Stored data

::::::::::

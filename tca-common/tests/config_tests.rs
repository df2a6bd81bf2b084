//! Unit tests for configuration resolution and graceful degradation
//!
//! Covers:
//! - Missing config files fall back to compiled defaults
//! - Malformed config files are reported, not ignored
//! - Config path priority (CLI argument → environment → platform default)
//!
//! Tests that touch TCA_* environment variables are marked #[serial] so they
//! never run in parallel with each other.

use serial_test::serial;
use std::env;
use std::io::Write;
use std::path::PathBuf;
use tca_common::config::{resolve_config_path, TomlConfig, CONFIG_ENV_VAR};
use tempfile::NamedTempFile;

fn write_config(content: &str) -> NamedTempFile {
    let mut file = NamedTempFile::new().unwrap();
    file.write_all(content.as_bytes()).unwrap();
    file
}

#[test]
fn test_load_full_config() {
    let file = write_config(
        r#"
        output_dir = "/var/tmp/campaigns"
        default_regions = ["US", "FR"]

        [logging]
        level = "debug"

        [policy]
        duration_weeks = 8
        "#,
    );

    let config = TomlConfig::load(file.path()).unwrap();
    assert_eq!(config.output_dir, PathBuf::from("/var/tmp/campaigns"));
    assert_eq!(config.default_regions, vec!["US", "FR"]);
    assert_eq!(config.logging.level, "debug");
    assert!(config.policy.contains_key("duration_weeks"));
}

#[test]
fn test_malformed_config_is_an_error() {
    let file = write_config("output_dir = [unterminated");
    let err = TomlConfig::load(file.path()).unwrap_err();
    assert!(err.to_string().contains("Configuration error"));
}

#[test]
#[serial]
fn test_missing_file_falls_back_to_defaults() {
    env::remove_var(CONFIG_ENV_VAR);
    let dir = tempfile::tempdir().unwrap();
    let missing = dir.path().join("nope.toml");

    let config = TomlConfig::load_or_default(Some(&missing)).unwrap();
    assert_eq!(config.logging.level, "info");
    assert_eq!(config.output_dir, PathBuf::from("outputs"));
}

#[test]
#[serial]
fn test_env_var_used_when_no_cli_arg() {
    env::set_var(CONFIG_ENV_VAR, "/etc/tca/custom.toml");
    let path = resolve_config_path(None);
    env::remove_var(CONFIG_ENV_VAR);

    assert_eq!(path, Some(PathBuf::from("/etc/tca/custom.toml")));
}

#[test]
#[serial]
fn test_cli_arg_beats_env_var() {
    env::set_var(CONFIG_ENV_VAR, "/etc/tca/custom.toml");
    let cli = PathBuf::from("/home/user/tca.toml");
    let path = resolve_config_path(Some(&cli));
    env::remove_var(CONFIG_ENV_VAR);

    assert_eq!(path, Some(cli));
}

#[test]
#[serial]
fn test_load_or_default_reads_env_path() {
    let file = write_config("[logging]\nlevel = \"warn\"\n");
    env::set_var(CONFIG_ENV_VAR, file.path());
    let config = TomlConfig::load_or_default(None);
    env::remove_var(CONFIG_ENV_VAR);

    assert_eq!(config.unwrap().logging.level, "warn");
}

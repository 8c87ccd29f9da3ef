/*!
 # MeRGBW/TG609 (Hexagon Light) Bluetooth Controller Library

 A Rust library for controlling MeRGBW/TG609 "Hexagon Light" panels over
 Bluetooth LE. Commands are written to a single GATT characteristic and the
 light reports power and brightness through notifications on another.

 ## Features

 * Power on/off control
 * RGB color control
 * Brightness adjustment
 * Named and numbered scenes with optional speed
 * Status refresh with a bounded wait for the device's reply
 * Lazy connect and transparent reconnect, state kept across reconnects
 * Change listeners

 ## Example

 ```no_run
 use hexagon_light::*;

 #[tokio::main]
 async fn main() -> Result<()> {
     // Initialize tracing for logs
     tracing_subscriber::fmt::init();

     let transport = BtleplugTransport::new().await?;
     let light = DeviceSession::new(transport, "AA:BB:CC:DD:EE:FF");

     // Connects on first use
     light.turn_on().await?;
     light.set_rgb(255, 0, 0).await?; // Set to red
     light.set_brightness_percent(80).await?; // 80% brightness
     light.set_scene_by_name("Space-Time", None).await?;

     light.refresh().await?;
     println!("{:?}", light.state());

     light.stop().await;
     Ok(())
 }
 ```
*/

use std::time::Duration;
use thiserror::Error;

/// Custom error types for the Hexagon Light library
#[derive(Error, Debug)]
pub enum Error {
    /// No Bluetooth adapters found
    #[error("No Bluetooth adapters found")]
    NoBluetoothAdapters,

    /// The peer reference did not match any known device
    #[error("Device not found: {0}")]
    DeviceNotFound(String),

    /// Failed to find required BLE characteristic
    #[error("Could not find required BLE characteristic: {0}")]
    CharacteristicNotFound(String),

    /// BLE communication error
    #[error("BLE communication error: {0}")]
    BleError(String),

    /// A connect or write did not complete in time
    #[error("{operation} timed out after {after:?}")]
    Timeout {
        /// What timed out
        operation: &'static str,
        /// The bound that was exceeded
        after: Duration,
    },

    /// Command frame does not fit the one-byte length field
    #[error("Command too long: {0} bytes (max 255)")]
    FrameTooLong(usize),

    /// Scene name not in the scene table
    #[error("Unknown scene name: {0:?}")]
    UnknownScene(String),

    /// A status refresh failed
    #[error("Update failed: {0}")]
    UpdateFailed(String),

    /// Error from btleplug
    #[error(transparent)]
    BtlePlugError(#[from] btleplug::Error),
}

pub type Result<T> = std::result::Result<T, Error>;

pub mod ble;
pub mod coordinator;
pub mod device;
pub mod light;
pub mod protocol;
pub mod scenes;
pub mod transport;

// Re-export key types
pub use ble::{BtleplugLink, BtleplugTransport};
pub use coordinator::RefreshCoordinator;
pub use device::{
    ConnectionState, DeviceSession, DeviceState, ListenerHandle, SessionConfig, NOTIFY_UUID,
    SERVICE_UUID, WRITE_UUID,
};
pub use light::{LightCommand, LightView};
pub use protocol::StatusUpdate;
pub use scenes::SCENES_TG609;
pub use transport::{DisconnectHandler, Link, NotificationHandler, Transport};
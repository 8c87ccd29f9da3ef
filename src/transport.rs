/*!
 # Transport abstraction

 The session talks to the radio through these two traits so it can run
 against btleplug in production and against an in-memory double in tests.
*/

use std::sync::Arc;

use async_trait::async_trait;
use btleplug::api::CharPropFlags;
use uuid::Uuid;

use crate::Result;

/// Receives the raw bytes of every notification on a subscribed characteristic
pub type NotificationHandler = Arc<dyn Fn(Vec<u8>) + Send + Sync>;

/// Invoked once when the link reports that the peer went away
pub type DisconnectHandler = Arc<dyn Fn() + Send + Sync>;

/// Opens links to peers
#[async_trait]
pub trait Transport: Send + Sync + 'static {
    /// Connected handle produced by this transport
    type Link: Link;

    /// Connects to the peer identified by `peer` (an address or platform id).
    ///
    /// `on_disconnect` must be called when the link drops on its own. The
    /// caller bounds this with its own timeout.
    async fn connect(&self, peer: &str, on_disconnect: DisconnectHandler) -> Result<Self::Link>;
}

/// A live connection to one peer
#[async_trait]
pub trait Link: Send + Sync + 'static {
    /// Whether the underlying connection is still up
    async fn is_connected(&self) -> bool;

    /// Writes `data` to a characteristic, acknowledged or fire-and-forget
    async fn write(&self, characteristic: Uuid, data: &[u8], with_response: bool) -> Result<()>;

    /// Subscribes `handler` to notifications from a characteristic
    async fn subscribe(&self, characteristic: Uuid, handler: NotificationHandler) -> Result<()>;

    /// Declared properties of a characteristic within a service
    async fn properties(&self, service: Uuid, characteristic: Uuid) -> Result<CharPropFlags>;

    /// Closes the connection
    async fn disconnect(&self) -> Result<()>;
}
impl Shared {
    fn new() -> Self {
        let (last_notify, _) = watch::channel(None);
        Self {
            state: Mutex::new(DeviceState::default()),
            listeners: Arc::new(Mutex::new(Listeners::default())),
            phase: Mutex::new(Phase {
                state: ConnectionState::Disconnected,
                generation: 0,
            }),
            last_notify,
        }
    }

    /// The only path that mutates [`DeviceState`]. Listeners run after the lock is released.
    fn update(&self, apply: impl FnOnce(&mut DeviceState)) {
        {
            let mut state = self.state.lock();
            apply(&mut state);
            trace!(state = ?*state, "State updated");
        }
        self.notify_listeners();
    }

    fn notify_listeners(&self) {
        let listeners: Vec<Listener> = self
            .listeners
            .lock()
            .entries
            .iter()
            .map(|(_, listener)| listener.clone())
            .collect();

        for listener in listeners {
            if panic::catch_unwind(AssertUnwindSafe(|| listener())).is_err() {
                warn!("State listener panicked, continuing with the others");
            }
        }
    }

    fn handle_notification(&self, raw: Vec<u8>) {
        trace!("Notification: {:02x?}", raw);
        match protocol::parse_status(&raw) {
            Some(status) => self.update(|state| {
                state.is_on = Some(status.is_on);
                if let Some(percent) = status.brightness_percent {
                    state.brightness_percent = Some(percent);
                }
            }),
            None => trace!("Discarding undecodable status frame"),
        }
        // Signalled after the merge so a woken refresh already sees the new state
        self.last_notify.send_replace(Some(raw));
    }

    fn begin_connect(&self) -> u64 {
        let mut phase = self.phase.lock();
        phase.generation += 1;
        phase.state = ConnectionState::Connecting;
        phase.generation
    }

    fn set_state(&self, generation: u64, state: ConnectionState) {
        let mut phase = self.phase.lock();
        if phase.generation == generation {
            phase.state = state;
        }
    }

    /// Moves `Connecting -> Connected`; false if a disconnect got there first
    fn finish_connect(&self, generation: u64) -> bool {
        let mut phase = self.phase.lock();
        if phase.generation == generation && phase.state == ConnectionState::Connecting {
            phase.state = ConnectionState::Connected;
            true
        } else {
            false
        }
    }

    fn is_current(&self, generation: u64) -> bool {
        let phase = self.phase.lock();
        phase.generation == generation && phase.state == ConnectionState::Connected
    }
}

struct Connection<L> {
    link: Arc<L>,
    generation: u64,
    /// Cached until the next reconnect; only ever upgraded to `true`
    write_with_response: bool,
}

/// A session with one MeRGBW/TG609 light.
///
/// Connects lazily on the first operation and again after the link drops.
/// Device state survives reconnects.
pub struct DeviceSession<T: Transport> {
    transport: T,
    config: SessionConfig,
    peer: Mutex<String>,
    name: String,
    shared: Arc<Shared>,
    link: tokio::sync::Mutex<Option<Connection<T::Link>>>,
}
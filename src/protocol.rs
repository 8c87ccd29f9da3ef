/*!
 # Wire protocol for MeRGBW/TG609 lights

 Outbound commands are framed as

 ```text
 0x55 | cmd | 0xFF | len | payload.. | checksum
 ```

 where `len` is the total frame length and the checksum makes the byte sum of
 the whole frame equal `0xFF` (mod 256). Inbound status notifications use the
 same checksum rule and come in two variants, headed `0x55` and `0x56`.

 Everything in this module is pure; the session layer owns all I/O.
*/

use crate::{Error, Result};

/// Header byte of every outbound frame and of the short status variant
pub const FRAME_HEADER: u8 = 0x55;
/// Header byte of the extended status variant (16-bit brightness)
pub const EXTENDED_STATUS_HEADER: u8 = 0x56;
/// The protocol does not use sequencing; outbound frames always carry this
pub const SEQUENCE: u8 = 0xFF;
/// Header, command, sequence, length and checksum
pub const FRAME_OVERHEAD: usize = 5;
/// The length byte has to hold the full frame length
pub const MAX_FRAME_LEN: usize = 0xFF;

const MIN_STATUS_LEN: usize = 6;
const BRIGHTNESS_OFFSET: usize = 5;

/// Command codes understood by the device
pub mod cmd {
    /// Request a status notification (no payload)
    pub const STATUS: u8 = 0x00;
    /// Power, payload `0x00` (off) or `0x01` (on)
    pub const POWER: u8 = 0x01;
    /// Color as big-endian hue degrees followed by big-endian saturation (0-1000)
    pub const COLOR: u8 = 0x03;
    /// Brightness as big-endian `(percent + 5) * 10`
    pub const BRIGHTNESS: u8 = 0x05;
    /// Scene as a big-endian scene code
    pub const SCENE: u8 = 0x06;
    /// Scene speed, one byte
    pub const SCENE_SPEED: u8 = 0x0F;
}

/// Fields decoded from a status notification.
///
/// Power is always present in a valid frame, brightness only when the frame
/// carries it and it decodes into `0..=100`.
#[derive(Debug, Clone, Copy, PartialEq, Eq)]
pub struct StatusUpdate {
    /// Power flag
    pub is_on: bool,
    /// Brightness in percent, if reported
    pub brightness_percent: Option<u8>,
}

/// Computes the trailing checksum for a frame without its last byte
pub fn checksum(bytes: &[u8]) -> u8 {
    let sum = bytes.iter().fold(0u8, |acc, b| acc.wrapping_add(*b));
    0xFF_u8.wrapping_sub(sum)
}

/// Builds an outbound command frame.
///
/// Fails with [`Error::FrameTooLong`] when the frame would not fit the one-byte
/// length field; nothing is truncated.
pub fn build_command(cmd: u8, payload: &[u8]) -> Result<Vec<u8>> {
    let length = FRAME_OVERHEAD + payload.len();
    if length > MAX_FRAME_LEN {
        return Err(Error::FrameTooLong(length));
    }

    let mut frame = Vec::with_capacity(length);
    frame.extend_from_slice(&[FRAME_HEADER, cmd, SEQUENCE, length as u8]);
    frame.extend_from_slice(payload);
    frame.push(checksum(&frame));
    Ok(frame)
}

/// Encodes a value as big-endian u16, silently masking it to 16 bits first
pub fn encode_u16_be(value: u32) -> [u8; 2] {
    ((value & 0xFFFF) as u16).to_be_bytes()
}

/// Converts an RGB color into the device's hue/saturation payload.
///
/// The value channel is dropped, the device takes brightness separately.
pub fn rgb_to_hue_sat_payload(r: u8, g: u8, b: u8) -> [u8; 4] {
    let (hue, saturation) = rgb_to_hue_sat(r, g, b);
    let hue = encode_u16_be(hue as u32);
    let saturation = encode_u16_be(saturation as u32);
    [hue[0], hue[1], saturation[0], saturation[1]]
}

/// Hue in whole degrees `[0, 360)` and saturation scaled to `[0, 1000]`
fn rgb_to_hue_sat(r: u8, g: u8, b: u8) -> (u16, u16) {
    let r = f64::from(r) / 255.0;
    let g = f64::from(g) / 255.0;
    let b = f64::from(b) / 255.0;

    let max = r.max(g).max(b);
    let min = r.min(g).min(b);
    if max == min {
        return (0, 0);
    }

    let delta = max - min;
    let saturation = delta / max;

    let rc = (max - r) / delta;
    let gc = (max - g) / delta;
    let bc = (max - b) / delta;
    let sector = if r == max {
        bc - gc
    } else if g == max {
        2.0 + rc - bc
    } else {
        4.0 + gc - rc
    };
    let hue = (sector / 6.0).rem_euclid(1.0);

    let hue_deg = ((hue * 360.0) as u32 % 360) as u16;
    let sat = ((saturation * 1000.0) as u32).min(1000) as u16;
    (hue_deg, sat)
}

/// Decodes a status notification.
///
/// Returns `None` for anything short, checksum-mismatched, length-mismatched
/// or carrying an unknown header. `None` means "leave the state alone", which
/// is different from an update without brightness.
pub fn parse_status(raw: &[u8]) -> Option<StatusUpdate> {
    if raw.len() < MIN_STATUS_LEN {
        return None;
    }
    let sum = raw.iter().fold(0u8, |acc, b| acc.wrapping_add(*b));
    if sum != 0xFF {
        return None;
    }

    let is_on = raw[4] != 0;
    let brightness_percent = match raw[0] {
        FRAME_HEADER => {
            if usize::from(raw[3]) != raw.len() {
                return None;
            }
            if raw.len() >= BRIGHTNESS_OFFSET + 2 {
                percent_in_range(i32::from(raw[BRIGHTNESS_OFFSET]) - 5)
            } else {
                None
            }
        }
        EXTENDED_STATUS_HEADER => {
            if raw.len() >= BRIGHTNESS_OFFSET + 3 {
                let value =
                    u16::from_be_bytes([raw[BRIGHTNESS_OFFSET], raw[BRIGHTNESS_OFFSET + 1]]);
                percent_in_range(i32::from(value) / 10 - 5)
            } else {
                None
            }
        }
        _ => return None,
    };

    Some(StatusUpdate {
        is_on,
        brightness_percent,
    })
}

fn percent_in_range(value: i32) -> Option<u8> {
    (0..=100).contains(&value).then_some(value as u8)
}

/// Wire value for a brightness percentage; the input is clamped to `0..=100`
pub fn brightness_value(percent: u8) -> u16 {
    (u16::from(percent.min(100)) + 5) * 10
}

::::::::::

__Work instruction__:
Beginning at the line with "pub struct StatusUpdate" and ending at the line with "pub fn checksum(bytes: &[u8])", reproduce each line of the data above exactly, and add no other lines.

__Response to the exercise__:
pub struct StatusUpdate {
    /// Power flag
    pub is_on: bool,
    /// Brightness in percent, if reported
    pub brightness_percent: Option<u8>,
}

/// Computes the trailing checksum for a frame without its last byte
pub fn checksum(bytes: &[u8]) -> u8 {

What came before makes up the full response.